Pazopanib for soft tissue sarcoma (STS) in the first- line setting with denosumab.

Session Type and Session Title: 
Poster Session, Sarcoma
Abstract Number: 


Poster Board Number: 
Board #211
J Clin Oncol 33, 2015 (suppl; abstr 10567)
Hiroyuki Narahara, Kayo Yasuda, Kaori Morita, Hitoshi Matsumoto, Yuichi Yasunaga, Yoshiaki Inui, Sumio Kawata, Katsuhito Takahashi, Satoshi Teraoka; Hyogo Prefectural Nishinomiya Hospital, Nishinomiya, Japan; Department of Internal Medicine, Hyogo Prefectural Nishinomiya Hospital, Nishinomiya, Japan; Department of Clinical Oncology, Hogo Prefectural Nishinomiya Hospital, Nishinomiya, Japan; Department of Molecular Medicine & Pathology, Osaka Medical Center for Cancer & CV Diseases, Osaka, Japan; Board of Directers, International University of Health and Welfare, Tokyo, Japan

Abstract Disclosures


Background: We established the Japan Sarcoma Association and hold the Japan-United States International Workshop on the Sarcoma Research and Therapy in December 2014. Aim: We conducted a retrospective analysis on pazopanib for STS in order to examine the relationships of PFS with denosumab, also from the viewpoint of the first-line setting for metastatic diseases. Methods: In this study, the patients with metastatic STS treated with pazopanib from November 2012 till January 2015, consecutively, were retrospectively analyzed. Among first 4 months, the starting dose was fixed at 800mg, but later changed to 400mg because of severe adverse events. Results: Eighty seven patients (43 leiomyosarcomas, 8 liposarcomas, 36 other subtypes) were identified.

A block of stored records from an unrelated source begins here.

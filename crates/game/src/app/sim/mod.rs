use std::collections::HashSet;
use std::fs;
use std::path::PathBuf;

use engine::{
    Camera2D, DrawCommand, DrawList, HudSnapshot, InputAction, InputSnapshot, LevelDatabase,
    LevelDef, Rect, RenderLayer, Renderable, Scene, SceneCommand, SoundEvent, Vec2,
};
use serde::{Deserialize, Serialize};
use tracing::{debug, info, warn};

const SAVE_VERSION: u32 = 1;
const SAVE_FILE: &str = "skulk.save.json";

const PLAYER_HALF_EXTENT: f32 = 0.35;
const GUARD_HALF_EXTENT: f32 = 0.35;
const CAMERA_HALF_EXTENT: f32 = 0.25;
const DOOR_HALF_WIDTH: f32 = 0.6;
const DOOR_HALF_DEPTH_CLOSED: f32 = 0.15;
const PROP_HALF_EXTENT: f32 = 0.3;

const DOOR_INTERACT_RANGE: f32 = 1.2;
const LADDER_INTERACT_RANGE: f32 = 0.8;
const PICTURE_INTERACT_RANGE: f32 = 1.4;
const INFO_INTERACT_RANGE: f32 = 1.2;
const PICKUP_INTERACT_RANGE: f32 = 1.0;

const GUARD_CONTACT_RANGE: f32 = 0.6;
const CONTACT_COOLDOWN_SECONDS: f32 = 1.5;
const FOOTSTEP_STRIDE_WORLD: f32 = 1.2;

const ANIM_FRAME_SECONDS: f32 = 0.15;
const CAMERA_ANIM_FRAMES: u32 = 3;
const CAMERA_ANIM_FRAME_SECONDS: f32 = 0.4;

const LOCKPICK_SWEEP_SECONDS: f32 = 1.6;
const CODE_DIGIT_COUNT: usize = 4;

include!("types.rs");
include!("util.rs");
include!("entities.rs");
include!("puzzle.rs");
include!("world.rs");
include!("snapshot.rs");
include!("scene_impl.rs");

pub(crate) fn build_scene(context: SimContext) -> StealthScene {
    StealthScene::new(context)
}

#[cfg(test)]
mod tests {
    include!("tests.rs");
}
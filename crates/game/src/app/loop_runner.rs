use std::process::ExitCode;

use engine::run_app;
use tracing::error;

use super::bootstrap::AppWiring;

pub(crate) fn run(app: AppWiring) -> ExitCode {
    if let Err(err) = run_app(app.config, app.scene, app.asset_root) {
        error!(error = %err, "startup_failed");
        return ExitCode::FAILURE;
    }

    ExitCode::SUCCESS
}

Median age was 56 years old (range 17-84), 69 females and 18 males, 50 pts were treated in the first-line setting and 37 pts were in the second or later-line setting, and 26 pts with multiple bone metastases were all treated with denosumab. Remarkable severe toxicities (G 3/4) were observeded as pheumothorax, hyperbilirubinemia, bladder perforation and perianal abscess, but the rates were infrequent ( < 2.2%). All hypertension was manageable by anti-hypertensive medication and cardio-echogram showed no decrease of EF and it was definitly < 10%. But seum BNP increaseded in some pts. No pts showed symptomatic heart failure in the observation period (median: one year). All the pts, included till July 2014, were evaluable by RECIST 1.1, and 37 pts were evaluated as PR/SD and 31 pts showed PD/NE. Median OS reached 16.9 months (95%CI: 9.7-ND) and median PFS was 2.6 months (95%CI: 2.2-3.7). From the viewpoint of PFS with response, PFS in PR and that in SD were similar. PFS showed no differences between 800mg vs 400mg, leiomyosarcoma vs liposarcoma vs others, PS 0/1 vs 2/3 and 1st line vs later line. But PFS in PR/SD was longer (4.9 months, 95%CI: 2.8-7.1) than that in PD/NE (1.7 months, 95%CI: 1.1-2.3, p < 0.0001). PFS with denosumab was not inferior to that without denosumab. Conclusions: Pazopanib including first-line setting for metastatic STS is effective and comparable with EORTC trials. The combination chemotherapy of pazopanib with denosumab is promising and further investigations are warranted.